Exercise aim => In the records below, find each line holding the word "Business" and copy it.

Extracted records =>

=== Section Start ===

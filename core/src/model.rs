//! Wire and view-state data model
//!
//! Types exchanged with the computation service. Decoding is deliberately
//! lenient: any optional field the service leaves out (or sends as `null`)
//! decodes to its default so rendering never has to fail on partial data.
//!
//! Copyright (c) 2025 Mohammad Atashi <mohammadaliatashi@icloud.com>

use std::fmt;

use indexmap::IndexMap;
use serde::de::{self, Deserializer};
use serde::{Deserialize, Serialize};
use serde_json::Value;

use crate::error::InputError;

/// Frame count used when the form value cannot be used
pub const DEFAULT_FRAMES: u32 = 3;

/// Identifier of a page-replacement algorithm as the service knows it
/// (`fifo`, `lru`, `optimal`, ...)
#[derive(Debug, Clone, PartialEq, Eq, Hash, PartialOrd, Ord, Serialize, Deserialize)]
#[serde(transparent)]
pub struct AlgorithmId(String);

impl AlgorithmId {
    pub fn new(id: impl Into<String>) -> Self {
        Self(id.into().trim().to_ascii_lowercase())
    }

    pub fn as_str(&self) -> &str {
        &self.0
    }

    /// Algorithms offered by a stock service, in display order
    pub fn builtin() -> Vec<AlgorithmId> {
        ["fifo", "lru", "optimal"].into_iter().map(AlgorithmId::new).collect()
    }
}

impl fmt::Display for AlgorithmId {
    fn fmt(&self, f: &mut fmt::Formatter<'_>) -> fmt::Result {
        f.write_str(&self.0)
    }
}

/// Page identifier. The service sends integers, but anything scalar is
/// accepted and kept as display text.
#[derive(Debug, Clone, PartialEq, Eq, Hash, Serialize)]
#[serde(transparent)]
pub struct PageId(String);

impl PageId {
    pub fn new(id: impl Into<String>) -> Self {
        Self(id.into())
    }

    pub fn as_str(&self) -> &str {
        &self.0
    }
}

impl fmt::Display for PageId {
    fn fmt(&self, f: &mut fmt::Formatter<'_>) -> fmt::Result {
        f.write_str(&self.0)
    }
}

impl<'de> Deserialize<'de> for PageId {
    fn deserialize<D: Deserializer<'de>>(deserializer: D) -> Result<Self, D::Error> {
        match Value::deserialize(deserializer)? {
            Value::String(s) => Ok(PageId(s)),
            Value::Number(n) => Ok(PageId(n.to_string())),
            Value::Bool(b) => Ok(PageId(b.to_string())),
            other => Err(de::Error::custom(format!(
                "unsupported page identifier: {other}"
            ))),
        }
    }
}

/// `null` decodes like a missing field
fn null_as_default<'de, D, T>(deserializer: D) -> Result<T, D::Error>
where
    D: Deserializer<'de>,
    T: Default + Deserialize<'de>,
{
    Ok(Option::<T>::deserialize(deserializer)?.unwrap_or_default())
}

/// `null`, `false` and `""` all mean "nothing was replaced"
fn replaced_page<'de, D: Deserializer<'de>>(deserializer: D) -> Result<Option<PageId>, D::Error> {
    match Value::deserialize(deserializer)? {
        Value::Null | Value::Bool(false) => Ok(None),
        Value::String(s) if s.is_empty() => Ok(None),
        Value::String(s) => Ok(Some(PageId(s))),
        Value::Number(n) => Ok(Some(PageId(n.to_string()))),
        Value::Bool(true) => Ok(Some(PageId("true".to_string()))),
        other => Err(de::Error::custom(format!(
            "unsupported replaced page: {other}"
        ))),
    }
}

/// A validated simulation request.
///
/// Only constructible through [`SimulationRequest::new`] (or the input
/// collector), so a value always has at least one algorithm and a
/// non-blank reference string.
#[derive(Debug, Clone, PartialEq, Serialize)]
pub struct SimulationRequest {
    frames: u32,
    reference_string: String,
    algorithms: Vec<AlgorithmId>,
}

impl SimulationRequest {
    /// Build a request, enforcing the submission invariants.
    ///
    /// A frame count of zero is raised to one.
    pub fn new(
        frames: u32,
        reference_string: impl Into<String>,
        algorithms: Vec<AlgorithmId>,
    ) -> Result<Self, InputError> {
        let reference_string = reference_string.into();
        if algorithms.is_empty() {
            return Err(InputError::NoAlgorithmSelected);
        }
        if reference_string.trim().is_empty() {
            return Err(InputError::EmptyReferenceString);
        }
        Ok(Self {
            frames: frames.max(1),
            reference_string,
            algorithms,
        })
    }

    pub fn frames(&self) -> u32 {
        self.frames
    }

    pub fn reference_string(&self) -> &str {
        &self.reference_string
    }

    pub fn algorithms(&self) -> &[AlgorithmId] {
        &self.algorithms
    }
}

/// One step of a simulated run
#[derive(Debug, Clone, Default, PartialEq, Deserialize)]
pub struct StepRecord {
    /// 1-based step number, when the service reports it
    #[serde(default)]
    pub step: Option<usize>,

    /// Page referenced at this step
    #[serde(default)]
    pub page: Option<PageId>,

    /// Frame contents after the reference; `None` slots are empty
    #[serde(default, deserialize_with = "null_as_default")]
    pub memory: Vec<Option<PageId>>,

    /// Whether the reference faulted
    #[serde(default, deserialize_with = "null_as_default")]
    pub fault: bool,

    /// Page evicted to make room, if any
    #[serde(default, deserialize_with = "replaced_page")]
    pub replaced: Option<PageId>,
}

/// Per-algorithm outcome
#[derive(Debug, Clone, Default, PartialEq, Deserialize)]
pub struct AlgorithmResult {
    /// Display name (`FIFO`, `LRU`, `Optimal`)
    #[serde(default, deserialize_with = "null_as_default")]
    pub name: String,

    #[serde(default, deserialize_with = "null_as_default")]
    pub page_faults: u64,

    /// Fraction of references that faulted, in `[0, 1]`
    #[serde(default, deserialize_with = "null_as_default")]
    pub page_fault_rate: f64,

    #[serde(default, deserialize_with = "null_as_default")]
    pub history: Vec<StepRecord>,

    #[serde(default)]
    pub total: Option<usize>,
}

/// Echo of the input as the service understood it
#[derive(Debug, Clone, Default, PartialEq, Deserialize)]
pub struct InputEcho {
    #[serde(default, deserialize_with = "null_as_default")]
    pub reference_string: String,

    #[serde(default)]
    pub frames: Option<u32>,

    #[serde(default)]
    pub total_pages: Option<usize>,
}

/// Response to a simulation request
#[derive(Debug, Clone, Default, PartialEq, Deserialize)]
pub struct SimulationResponse {
    #[serde(default)]
    pub success: Option<bool>,

    /// Results keyed by algorithm, in service order
    #[serde(default, deserialize_with = "null_as_default")]
    pub results: IndexMap<String, AlgorithmResult>,

    #[serde(default)]
    pub input: Option<InputEcho>,

    #[serde(default)]
    pub total_pages: Option<usize>,

    /// Base64-encoded PNG comparing fault counts
    #[serde(default)]
    pub graph: Option<String>,

    /// Optional per-algorithm breakdown shown as tabs
    #[serde(default)]
    pub step_by_step: Option<IndexMap<String, Value>>,

    /// Business-rule failure reported by the service
    #[serde(default)]
    pub error: Option<String>,
}

impl SimulationResponse {
    /// Business error message, if the service reported a non-empty one
    pub fn error_message(&self) -> Option<&str> {
        self.error.as_deref().filter(|msg| !msg.is_empty())
    }

    /// Number of playback steps.
    ///
    /// Prefers the top-level `total_pages`, then the input echo, then the
    /// longest history.
    pub fn total_steps(&self) -> usize {
        self.total_pages
            .or_else(|| self.input.as_ref().and_then(|input| input.total_pages))
            .unwrap_or_else(|| {
                self.results
                    .values()
                    .map(|result| result.history.len())
                    .max()
                    .unwrap_or(0)
            })
    }

    /// Frame count echoed by the service, or `fallback`
    pub fn frames_or(&self, fallback: u32) -> u32 {
        self.input
            .as_ref()
            .and_then(|input| input.frames)
            .filter(|&frames| frames > 0)
            .unwrap_or(fallback)
    }
}

/// Suggested input from the random generator endpoint
#[derive(Debug, Clone, PartialEq, Eq, Deserialize)]
pub struct RandomInput {
    pub reference_string: String,
    pub frames: u32,
}

/// Descriptive entry of the algorithm catalog
#[derive(Debug, Clone, PartialEq, Eq)]
pub struct AlgorithmInfo {
    pub id: String,
    pub name: String,
    pub description: String,
}

/// Algorithm metadata published by the service. The shape is informational,
/// so entries are kept as raw JSON and interpreted on demand.
#[derive(Debug, Clone, Default, PartialEq, Deserialize)]
#[serde(transparent)]
pub struct AlgorithmCatalog(IndexMap<String, Value>);

impl AlgorithmCatalog {
    pub fn len(&self) -> usize {
        self.0.len()
    }

    pub fn is_empty(&self) -> bool {
        self.0.is_empty()
    }

    /// Entries with whatever `name` / `description` they carry
    pub fn entries(&self) -> Vec<AlgorithmInfo> {
        self.0
            .iter()
            .map(|(id, value)| {
                let field = |key: &str| {
                    value
                        .get(key)
                        .and_then(Value::as_str)
                        .unwrap_or_default()
                        .to_string()
                };
                let name = field("name");
                AlgorithmInfo {
                    id: id.to_string(),
                    name: if name.is_empty() { id.to_uppercase() } else { name },
                    description: field("description"),
                }
            })
            .collect()
    }
}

=== Section End ===

Response to the exercise =>
    /// Business-rule failure reported by the service
    /// Business error message, if the service reported a non-empty one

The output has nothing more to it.